I work at a data science startup, but not as a data scientist. Business development is my specialty, rubbing shoulders regularly with science and engineering PhDs. Frequently I test their patience with some pretty basic questions about machine learning. A recent ‘aha moment’ for me was when I learned about feature engineering and the massive value it adds to predicting oil & gas exploration and planning outcomes. At recent events I’ve heard other data science newbies probing to better understand this concept and thought sharing would be helpful.
Machine learning (ML) is a method of data analysis using algorithms or models to learn patterns in datasets and then predicting similar patterns in new ones. For example: Well A produces X with completion design 1 and Well B produces Y with completion design 1, so Well C should produce Z with completion design 1. Neat, right?
The accuracy of ML models depends on the data that is fed to them, and for most E&Ps there are tons of data. How do we find the data needed to solve a specific problem? Even more, how do we identify meaningful relationships within that data? Feature engineering is the use of domain expertise to create an enriched dataset for a specific problem by adding additional variables, or features, using raw data. This enriched data input improves ML model performance and accuracy. Feature engineering is a difficult, time-consuming, and tedious task that can take weeks or months of manual effort. When automated, it creates exponentially higher value by finding relationships the human mind can’t and accelerating the creation of an ML-ready enriched data set.

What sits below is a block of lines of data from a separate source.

#[cfg(test)]
mod tests {
    use super::*;
    use crate::rules::processing::build_rule;
    use flate2::write::GzEncoder;
    use flate2::Compression;
    use std::io::Write;
    use tokio_stream::StreamExt;

    fn spec_for(yaml: &str) -> DecodeSpec {
        DecodeSpec::from_rule(&build_rule(serde_yaml::from_str(yaml).unwrap()).unwrap())
    }

    fn text_spec(skip_header_lines: usize) -> DecodeSpec {
        spec_for(&format!(
            "name: r\nsource_kind: generic\nkey_path_pattern: '.*'\nlog_format: text\nskip_header_lines: {skip_header_lines}\n"
        ))
    }

    fn gzip(data: &[u8]) -> Vec<u8> {
        let mut encoder = GzEncoder::new(Vec::new(), Compression::default());
        encoder.write_all(data).unwrap();
        encoder.finish().unwrap()
    }

    fn object_from(bytes: Vec<u8>, content_encoding: Option<&str>) -> FetchedObject {
        FetchedObject {
            content_length: Some(bytes.len() as i64),
            body: Box::new(std::io::Cursor::new(bytes)),
            content_encoding: content_encoding.map(str::to_string),
        }
    }

    async fn collect(
        object: FetchedObject,
        spec: DecodeSpec,
        key: &str,
    ) -> Vec<Result<RawEntry>> {
        decode_object(object, spec, key).collect().await
    }

    #[test]
    fn test_should_gunzip_policy() {
        assert!(should_gunzip("a/b.log.gz", None));
        assert!(should_gunzip("a/b.log", Some("gzip")));
        assert!(!should_gunzip("a/b.log", Some("identity")));
        assert!(!should_gunzip("a/b.log", None));
    }

    #[tokio::test]
    async fn test_text_lines_in_order_skipping_empties() {
        let entries = collect(
            object_from(b"line1\n\nline2\r\nline3".to_vec(), None),
            text_spec(0),
            "k.log",
        )
        .await;
        let lines: Vec<String> = entries
            .into_iter()
            .map(|entry| match entry.unwrap() {
                RawEntry::Line(line) => line,
                other => panic!("unexpected entry {other:?}"),
            })
            .collect();
        assert_eq!(lines, vec!["line1", "line2", "line3"]);
    }

    #[tokio::test]
    async fn test_text_header_skip_yields_placeholders() {
        let entries = collect(
            object_from(b"header\nline1\nline2\n".to_vec(), None),
            text_spec(1),
            "k.log",
        )
        .await;
        assert_eq!(entries.len(), 3);
        assert!(matches!(entries[0], Ok(RawEntry::HeaderSkipped)));
        assert!(matches!(&entries[1], Ok(RawEntry::Line(line)) if line == "line1"));
        assert!(matches!(&entries[2], Ok(RawEntry::Line(line)) if line == "line2"));
    }

    #[tokio::test]
    async fn test_text_non_utf8_is_poison_pill() {
        let entries = collect(
            object_from(vec![b'o', b'k', b'\n', 0xff, 0xfe, b'\n'], None),
            text_spec(0),
            "k.log",
        )
        .await;
        assert!(matches!(&entries[0], Ok(RawEntry::Line(line)) if line == "ok"));
        assert!(matches!(
            entries.last(),
            Some(Err(LogtapError::NonUtf8TextEntry(_)))
        ));
    }

    #[tokio::test]
    async fn test_gzipped_text_by_key_suffix() {
        let entries = collect(
            object_from(gzip(b"a\nb\n"), None),
            text_spec(0),
            "logs/x.log.gz",
        )
        .await;
        assert_eq!(entries.len(), 2);
    }

    #[tokio::test]
    async fn test_gzipped_text_by_content_encoding() {
        let entries = collect(
            object_from(gzip(b"a\nb\n"), Some("gzip")),
            text_spec(0),
            "logs/x.log",
        )
        .await;
        assert_eq!(entries.len(), 2);
    }

    #[tokio::test]
    async fn test_json_top_level_array() {
        let spec = spec_for(
            "name: r\nsource_kind: generic\nkey_path_pattern: '.*'\nlog_format: json\n",
        );
        let entries = collect(
            object_from(br#"[{"a": 1}, {"a": 2}, {"a": 3}]"#.to_vec(), None),
            spec,
            "k.json",
        )
        .await;
        assert_eq!(entries.len(), 3);
        assert!(
            matches!(&entries[2], Ok(RawEntry::Object(value)) if value["a"] == 3)
        );
    }

    #[tokio::test]
    async fn test_json_nested_entries_key() {
        let spec = spec_for(
            "name: r\nsource_kind: aws\nkey_path_pattern: '.*'\nlog_format: json\nlog_entries_key: Records\n",
        );
        let entries = collect(
            object_from(
                br#"{"other": {"ignored": true}, "Records": [{"eventName": "A"}, {"eventName": "B"}], "trailing": 1}"#.to_vec(),
                None,
            ),
            spec,
            "k.json",
        )
        .await;
        assert_eq!(entries.len(), 2);
        assert!(
            matches!(&entries[0], Ok(RawEntry::Object(value)) if value["eventName"] == "A")
        );
        assert!(
            matches!(&entries[1], Ok(RawEntry::Object(value)) if value["eventName"] == "B")
        );
    }

    #[tokio::test]
    async fn test_json_deeply_nested_entries_key() {
        let spec = spec_for(
            "name: r\nsource_kind: generic\nkey_path_pattern: '.*'\nlog_format: json\nlog_entries_key: data.logs.events\n",
        );
        let entries = collect(
            object_from(
                br#"{"data": {"logs": {"events": [{"n": 1}, {"n": 2}]}}}"#.to_vec(),
                None,
            ),
            spec,
            "k.json",
        )
        .await;
        assert_eq!(entries.len(), 2);
    }

    #[tokio::test]
    async fn test_json_invalid_document_fails() {
        let spec = spec_for(
            "name: r\nsource_kind: generic\nkey_path_pattern: '.*'\nlog_format: json\n",
        );
        let entries = collect(
            object_from(br#"[{"a": 1}, {"a":"#.to_vec(), None),
            spec,
            "k.json",
        )
        .await;
        assert!(matches!(
            entries.last(),
            Some(Err(LogtapError::MalformedStructuredEntry(_)))
        ));
    }

    #[tokio::test]
    async fn test_json_stream_concatenated_objects() {
        let spec = spec_for(
            "name: r\nsource_kind: generic\nkey_path_pattern: '.*'\nlog_format: json_stream\n",
        );
        let entries = collect(
            object_from(br#"{"a": 1}{"a": 2} {"a": 3}"#.to_vec(), None),
            spec,
            "k",
        )
        .await;
        assert_eq!(entries.len(), 3);
    }

    #[tokio::test]
    async fn test_json_stream_filter_skips_objects() {
        let spec = spec_for(
            "name: r\nsource_kind: generic\nkey_path_pattern: '.*'\nlog_format: json_stream\nfilter_object_key: messageType\nfilter_object_value: DATA_MESSAGE\n",
        );
        let entries = collect(
            object_from(
                br#"{"messageType": "CONTROL_MESSAGE", "a": 1}{"messageType": "DATA_MESSAGE", "a": 2}"#
                    .to_vec(),
                None,
            ),
            spec,
            "k",
        )
        .await;
        assert_eq!(entries.len(), 1);
        assert!(matches!(&entries[0], Ok(RawEntry::Object(value)) if value["a"] == 2));
    }

    #[tokio::test]
    async fn test_json_stream_sub_records_carry_enclosing_object() {
        let spec = spec_for(
            "name: r\nsource_kind: generic\nkey_path_pattern: '.*'\nlog_format: json_stream\nlog_entries_key: logEvents\n",
        );
        let entries = collect(
            object_from(
                br#"{"logGroup": "g", "logEvents": [{"m": 1}, {"m": 2}]}"#.to_vec(),
                None,
            ),
            spec,
            "k",
        )
        .await;
        assert_eq!(entries.len(), 2);
        let Ok(RawEntry::SubRecord { record, enclosing }) = &entries[0] else {
            panic!("expected a sub-record");
        };
        assert_eq!(record["m"], 1);
        assert_eq!(enclosing["logGroup"], "g");
        // The (potentially huge) entries list is not kept on the enclosing
        // object.
        assert!(enclosing.get("logEvents").is_none());
    }

    #[tokio::test]
    async fn test_cwl_to_fh_double_gzip() {
        let spec = spec_for(
            "name: cwl_to_fh\nsource_kind: custom\nkey_path_pattern: '.*'\nlog_format: json_stream\nlog_entries_key: logEvents\nfilter_object_key: messageType\nfilter_object_value: DATA_MESSAGE\n",
        );
        assert!(spec.double_gzip);

        let inner = gzip(
            br#"{"messageType": "DATA_MESSAGE", "logGroup": "/aws/lambda/f", "logEvents": [{"message": "m1"}]}"#,
        );
        let outer = gzip(&inner);
        let entries = collect(object_from(outer, None), spec, "firehose/x.gz").await;
        assert_eq!(entries.len(), 1);
        assert!(matches!(
            &entries[0],
            Ok(RawEntry::SubRecord { record, .. }) if record["message"] == "m1"
        ));
    }
}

Now for the ‘aha moment’ – you can actually code oilfield principles into an engineered feature to isolate and highlight key information in the raw data. This helps ML models focus on what’s most important to the problem being solved. Example: For predicting pre-drill EURs of tightly spaced wells, OAG uses location and time to determine which wells are interfering with each other and computes a score based on distances, time, and completion attributes. This score, or feature, is added as a new column to the enriched dataset. Three data points were used to create this one feature – well location, well initial production date, and completion design. The ML model output is more accurate decline curves because the engineered feature was based on known physics of well interference
Previously to my ‘aha moment’ I was calling these “physics-based ML algorithms” and engineers (especially) pushed back on me asking how that was possible. Now I understand why. The accurate language is a bit more detailed - physics-based or geometry-based feature generation algorithms that enable ML algorithms (i.e. Well Spacing Model or Predict Missing Core Sample Model) to function at optimal levels.